» **Your assignment**: Check every line of the data below for the word "headers". Copy the ones that have it.

» **Records shown**:
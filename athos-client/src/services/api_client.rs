//! The single path through which every backend call is made.
//!
//! Each request gets the client timezone header, optional bearer auth from
//! the [`Session`], a JSON body when one is supplied, and trace context.
//! Responses are parsed tolerantly and non-2xx outcomes are normalized into
//! [`ApiError`].

use crate::config::ApiSettings;
use crate::session::Session;
use athos_core::observability::{extract_request_id, inject_trace_context, CLIENT_TIMEZONE_HEADER};
use athos_core::{ApiError, ClientError, ParsedBody, Result};
use reqwest::header::HeaderMap;
use reqwest::{Client, Method};
use serde::de::DeserializeOwned;
use serde::Serialize;
use std::time::Duration;

/// Description of one API call.
#[derive(Debug, Clone, Default)]
pub struct ApiRequest {
    pub path: String,
    pub method: Method,
    pub body: Option<serde_json::Value>,
    pub requires_auth: bool,
}

impl ApiRequest {
    /// A `GET` request to `path` without auth or body.
    pub fn new(path: impl Into<String>) -> Self {
        Self {
            path: path.into(),
            ..Default::default()
        }
    }

    pub fn get(path: impl Into<String>) -> Self {
        Self::new(path)
    }

    pub fn post(path: impl Into<String>) -> Self {
        Self::new(path).method(Method::POST)
    }

    pub fn method(mut self, method: Method) -> Self {
        self.method = method;
        self
    }

    /// Attach a JSON body.
    pub fn json<B: Serialize + ?Sized>(mut self, body: &B) -> Result<Self> {
        self.body = Some(serde_json::to_value(body)?);
        Ok(self)
    }

    /// Require the session's bearer credential.
    pub fn authenticated(mut self) -> Self {
        self.requires_auth = true;
        self
    }
}

/// A successful response with its correlation id.
#[derive(Debug, Clone, PartialEq, Serialize)]
pub struct ResponseEnvelope<T> {
    pub data: T,
    pub request_id: Option<String>,
}

impl<T> ResponseEnvelope<T> {
    pub fn map<U>(self, f: impl FnOnce(T) -> U) -> ResponseEnvelope<U> {
        ResponseEnvelope {
            data: f(self.data),
            request_id: self.request_id,
        }
    }
}

#[derive(Clone)]
pub struct ApiClient {
    client: Client,
    base_url: String,
    timezone: String,
    session: Session,
}

impl ApiClient {
    pub fn new(settings: &ApiSettings, timezone: impl Into<String>, session: Session) -> Result<Self> {
        let mut builder = Client::builder();
        if let Some(seconds) = settings.timeout_seconds {
            builder = builder.timeout(Duration::from_secs(seconds));
        }

        Ok(Self {
            client: builder.build()?,
            base_url: settings.base_url.trim_end_matches('/').to_string(),
            timezone: timezone.into(),
            session,
        })
    }

    pub fn base_url(&self) -> &str {
        &self.base_url
    }

    pub fn timezone(&self) -> &str {
        &self.timezone
    }

    pub fn session(&self) -> &Session {
        &self.session
    }

    fn url(&self, path: &str) -> String {
        format!("{}{}", self.base_url, path)
    }

    /// Issue `request` and decode a 2xx body into `T`.
    pub async fn request<T: DeserializeOwned>(
        &self,
        request: ApiRequest,
    ) -> Result<ResponseEnvelope<T>> {
        let ResponseEnvelope { data, request_id } = self.request_raw(request).await?;

        match data.decode::<T>() {
            Ok(data) => Ok(ResponseEnvelope { data, request_id }),
            Err(source) => {
                tracing::warn!(
                    request_id = ?request_id,
                    error = %source,
                    "Response body did not match the expected shape"
                );
                Err(ClientError::Decode { request_id, source })
            }
        }
    }

    /// Issue `request` and return the parsed body without decoding it.
    pub async fn request_raw(&self, request: ApiRequest) -> Result<ResponseEnvelope<ParsedBody>> {
        let url = self.url(&request.path);

        let mut headers = HeaderMap::new();
        inject_trace_context(&mut headers);

        let mut builder = self
            .client
            .request(request.method.clone(), &url)
            .headers(headers)
            .header(CLIENT_TIMEZONE_HEADER, self.timezone.as_str());

        if request.requires_auth {
            // Read once; a sign-out racing with this call does not affect it.
            let Some(token) = self.session.token().await else {
                tracing::warn!(
                    method = %request.method,
                    path = %request.path,
                    "Authenticated request attempted without a stored token"
                );
                return Err(ApiError::missing_token().into());
            };
            builder = builder.bearer_auth(token);
        }

        if let Some(body) = &request.body {
            builder = builder.json(body);
        }

        tracing::debug!(
            method = %request.method,
            url = %url,
            auth = request.requires_auth,
            "Sending API request"
        );

        let response = builder.send().await.map_err(|e| {
            tracing::error!(method = %request.method, url = %url, error = %e, "API request failed to send");
            ClientError::Network(e)
        })?;

        let status = response.status();
        let request_id = extract_request_id(response.headers());
        let text = response.text().await.map_err(|e| {
            tracing::error!(url = %url, error = %e, "Failed to read API response body");
            ClientError::Network(e)
        })?;
        let parsed = ParsedBody::parse(&text);

        if status.is_success() {
            tracing::debug!(status = %status, request_id = ?request_id, "API request succeeded");
            return Ok(ResponseEnvelope {
                data: parsed,
                request_id,
            });
        }

        let error = ApiError::from_response(status.as_u16(), request_id, parsed);
        tracing::warn!(
            status = error.status,
            request_id = ?error.request_id,
            detail = %error.detail,
            path = %request.path,
            "API request returned an error status"
        );
        Err(error.into())
    }
}

impl std::fmt::Debug for ApiClient {
    fn fmt(&self, f: &mut std::fmt::Formatter<'_>) -> std::fmt::Result {
        f.debug_struct("ApiClient")
            .field("base_url", &self.base_url)
            .field("timezone", &self.timezone)
            .finish_non_exhaustive()
    }
}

» **Reply to the task**:
        let mut headers = HeaderMap::new();
        inject_trace_context(&mut headers);
            .headers(headers)
        let request_id = extract_request_id(response.headers());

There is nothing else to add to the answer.